# Work to complete:
The answer must consist of every line in the data below that holds the word "movies".
(Beginning of Input data)
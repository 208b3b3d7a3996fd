//! Viewing suggestions constrained by duration.

use std::fmt;

use crate::catalog::MediaKind;
use crate::library::MediaStore;
use crate::{Error, Result};

/// Duration constraint in minutes.
#[derive(Debug, Clone, Copy, PartialEq, Eq)]
pub enum DurationConstraint {
    /// Single value: maximum duration
    Max(u32),
    /// Two values: inclusive range
    Range(u32, u32),
}

impl DurationConstraint {
    /// Build a constraint from the values given to one `--duration` flag.
    ///
    /// # Errors
    ///
    /// Returns an error for zero or more than two values, or a range whose
    /// lower bound exceeds its upper bound.
    pub fn from_values(values: &[u32]) -> Result<Self> {
        match *values {
            [max] => Ok(Self::Max(max)),
            [min, max] if min <= max => Ok(Self::Range(min, max)),
            [min, max] => Err(Error::invalid_argument(format!(
                "Duration range {min}..{max} is empty"
            ))),
            _ => Err(Error::invalid_argument(format!(
                "--duration takes one or two values, got {}",
                values.len()
            ))),
        }
    }

    /// Whether `minutes` satisfies the constraint.
    #[must_use]
    pub fn allows(&self, minutes: u32) -> bool {
        match *self {
            Self::Max(max) => minutes <= max,
            Self::Range(min, max) => (min..=max).contains(&minutes),
        }
    }
}

impl fmt::Display for DurationConstraint {
    fn fmt(&self, f: &mut fmt::Formatter<'_>) -> fmt::Result {
        match self {
            Self::Max(max) => write!(f, "at most {max} min"),
            Self::Range(min, max) => write!(f, "{min}-{max} min"),
        }
    }
}

/// One suggested title.
#[derive(Debug, Clone, PartialEq, Eq)]
pub struct Suggestion {
    /// Catalogue id
    pub id: String,
    /// Display title
    pub title: String,
    /// Runtime (movies) or episode runtime (shows) in minutes, if known
    pub minutes: Option<u32>,
}

/// Titles of `kind` not yet in the library that satisfy every constraint,
/// in catalogue order.
///
/// A title with an unknown runtime only fits when there are no constraints.
#[must_use]
pub fn suggest(
    store: &MediaStore,
    kind: MediaKind,
    constraints: &[DurationConstraint],
) -> Vec<Suggestion> {
    let fits = |minutes: Option<u32>| match minutes {
        Some(minutes) => constraints.iter().all(|c| c.allows(minutes)),
        None => constraints.is_empty(),
    };

    match kind {
        MediaKind::Movie => store
            .catalog
            .movies
            .iter()
            .filter(|m| !store.library.owns_movie(&m.id) && fits(m.runtime))
            .map(|m| Suggestion {
                id: m.id.clone(),
                title: m.title.clone(),
                minutes: m.runtime,
            })
            .collect(),
        MediaKind::Show => store
            .catalog
            .shows
            .iter()
            .filter(|s| !store.library.shows().contains_key(&s.id) && fits(s.episode_runtime))
            .map(|s| Suggestion {
                id: s.id.clone(),
                title: s.title.clone(),
                minutes: s.episode_runtime,
            })
            .collect(),
    }
}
(End of Input data)
# Response box:
    /// Runtime (movies) or episode runtime (shows) in minutes, if known
            .movies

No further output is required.